I am sadly no artist, but I do have an artist friend here on the Temp who has drawn 90% of the art for my fursona.
@Bubsy Bobcat is my lovely little artist who is credited for most of my picture.

--------------------- MERGED ---------------------------


----------



## rouge2t7 (Sep 28, 2017)

Lilith Valentine said:


> I am sadly no artist, but I do have an artist friend here on the Temp who has drawn 90% of the art for my fursona.
> @Bubsy Bobcat is my lovely little artist who is credited for most of my picture.
> 
> --------------------- MERGED ---------------------------



I do hope to meet a few artists in the temp. I used to be super active on DA, but that has turned into a shitshow over the past couple of years. Not really any community left on there unfortunately. The temp seems to still have that old cool community feel to it haha.


----------



## VinsCool (Sep 28, 2017)

They're pretty nice!


----------



## Meteor7 (Sep 28, 2017)

Cool beans, dude. I like your stuff.


----------



## rouge2t7 (Sep 28, 2017)

VinsCool said:


> They're pretty nice!





Meteor7 said:


> Cool beans, dude. I like your stuff.



Thanks my doods, I'm glad you like my work!


----------



## drenal (Oct 1, 2017)

*gasp* is that a drawing of jontron?!


----------



## DeslotlCL (Oct 1, 2017)

Absolutely love your character and your style! Do you mind giving an novice artist some advises? Like, the size of the canvas and pencil/brush size you usually use?


----------



## rouge2t7 (Oct 1, 2017)

drenal said:


> *gasp* is that a drawing of jontron?!



The one and only!



DeslotlCL said:


> Absolutely love your character and your style! Do you mind giving an novice artist some advises? Like, the size of the canvas and pencil/brush size you usually use?

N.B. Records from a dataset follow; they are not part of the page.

//! OpenAPI document served at `/api-docs/openapi.json`.
//!
//! The `*Doc` structs mirror the JSON shapes of the service inputs and views.
//! Money is carried as a decimal string, timestamps as RFC 3339.

use utoipa::OpenApi;
use utoipa::ToSchema;

#[derive(ToSchema)]
pub struct HealthResponse { pub status: String }

#[derive(ToSchema)]
#[schema(rename_all = "camelCase")]
pub struct ProductCreateDoc {
    pub name: String,
    #[schema(example = "16000.00")]
    pub price: Option<String>,
}

#[derive(ToSchema)]
pub struct ProductDoc { pub id: i32, pub name: String, pub price: String }

#[derive(ToSchema)]
pub struct MenuGroupCreateDoc { pub name: String }

#[derive(ToSchema)]
pub struct MenuGroupDoc { pub id: i32, pub name: String }

#[derive(ToSchema)]
#[schema(rename_all = "camelCase")]
pub struct MenuProductInputDoc { pub product_id: i32, pub quantity: i64 }

#[derive(ToSchema)]
#[schema(rename_all = "camelCase")]
pub struct MenuCreateDoc {
    pub name: String,
    pub price: Option<String>,
    pub menu_group_id: i32,
    pub menu_products: Vec<MenuProductInputDoc>,
}

#[derive(ToSchema)]
#[schema(rename_all = "camelCase")]
pub struct MenuProductDoc { pub seq: i32, pub menu_id: i32, pub product_id: i32, pub quantity: i64 }

#[derive(ToSchema)]
#[schema(rename_all = "camelCase")]
pub struct MenuDoc {
    pub id: i32,
    pub name: String,
    pub price: String,
    pub menu_group_id: i32,
    pub menu_products: Vec<MenuProductDoc>,
}

#[derive(ToSchema)]
#[schema(rename_all = "camelCase")]
pub struct OrderLineItemInputDoc { pub menu_id: i32, pub quantity: i64 }

#[derive(ToSchema)]
#[schema(rename_all = "camelCase")]
pub struct OrderCreateDoc { pub order_table_id: i32, pub order_line_items: Vec<OrderLineItemInputDoc> }

#[derive(ToSchema)]
#[schema(rename_all = "SCREAMING_SNAKE_CASE")]
pub enum OrderStatusDoc { Cooking, Meal, Completion }

#[derive(ToSchema)]
#[schema(rename_all = "camelCase")]
pub struct OrderStatusChangeDoc { pub order_status: OrderStatusDoc }

#[derive(ToSchema)]
#[schema(rename_all = "camelCase")]
pub struct OrderLineItemDoc { pub seq: i32, pub order_id: i32, pub menu_id: i32, pub quantity: i64 }

#[derive(ToSchema)]
#[schema(rename_all = "camelCase")]
pub struct OrderDoc {
    pub id: i32,
    pub order_table_id: i32,
    pub order_status: OrderStatusDoc,
    pub ordered_time: String,
    pub order_line_items: Vec<OrderLineItemDoc>,
}

#[derive(ToSchema)]
#[schema(rename_all = "camelCase")]
pub struct OrderTableCreateDoc { pub number_of_guests: i32, pub empty: bool }

#[derive(ToSchema)]
#[schema(rename_all = "camelCase")]
pub struct OrderTableDoc { pub id: i32, pub table_group_id: Option<i32>, pub number_of_guests: i32, pub empty: bool }

#[derive(ToSchema)]
pub struct EmptyChangeDoc { pub empty: bool }

#[derive(ToSchema)]
#[schema(rename_all = "camelCase")]
pub struct NumberOfGuestsChangeDoc { pub number_of_guests: i32 }

#[derive(ToSchema)]
pub struct OrderTableRefDoc { pub id: i32 }

#[derive(ToSchema)]
#[schema(rename_all = "camelCase")]
pub struct TableGroupCreateDoc { pub order_tables: Vec<OrderTableRefDoc> }

#[derive(ToSchema)]
#[schema(rename_all = "camelCase")]
pub struct TableGroupDoc { pub id: i32, pub created_date: String, pub order_tables: Vec<OrderTableDoc> }

#[derive(OpenApi)]
#[openapi(
    paths(
        crate::routes::health,
        crate::routes::products::create,
        crate::routes::products::list,
        crate::routes::menu_groups::create,
        crate::routes::menu_groups::list,
        crate::routes::menus::create,
        crate::routes::menus::list,
        crate::routes::orders::create,
        crate::routes::orders::list,
        crate::routes::orders::change_status,
        crate::routes::tables::create,
        crate::routes::tables::list,
        crate::routes::tables::change_empty,
        crate::routes::tables::change_number_of_guests,
        crate::routes::table_groups::create,
        crate::routes::table_groups::ungroup,
    ),
    components(
        schemas(
            HealthResponse,
            ProductCreateDoc, ProductDoc,
            MenuGroupCreateDoc, MenuGroupDoc,
            MenuProductInputDoc, MenuCreateDoc, MenuProductDoc, MenuDoc,
            OrderLineItemInputDoc, OrderCreateDoc, OrderStatusDoc, OrderStatusChangeDoc, OrderLineItemDoc, OrderDoc,
            OrderTableCreateDoc, OrderTableDoc, EmptyChangeDoc, NumberOfGuestsChangeDoc,
            OrderTableRefDoc, TableGroupCreateDoc, TableGroupDoc,
        )
    ),
    tags(
        (name = "health"),
        (name = "products"),
        (name = "menu-groups"),
        (name = "menus"),
        (name = "orders"),
        (name = "tables"),
        (name = "table-groups")
    )
)]
pub struct ApiDoc;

Sure thing, I usually start with 2000x2000px. My brush is usually around 7px but sometimes if I want thicker or thiner lines I'll use 8-9 or 3-4. I used to use paint tool SAI but I've moved onto clip studio. A lot more options in that program.


----------



## DeslotlCL (Oct 1, 2017)

rouge2t7 said:


> The one and only!
> 
> 
> 
> Sure thing, I usually start with 2000x2000px. My brush is usually around 7px but sometimes if I want thicker or thiner lines I'll use 8-9 or 3-4. I used to use paint tool SAI but I've moved onto clip studio. A lot more options in that program.


Thanks for the advice! It is really appreciated ^^


----------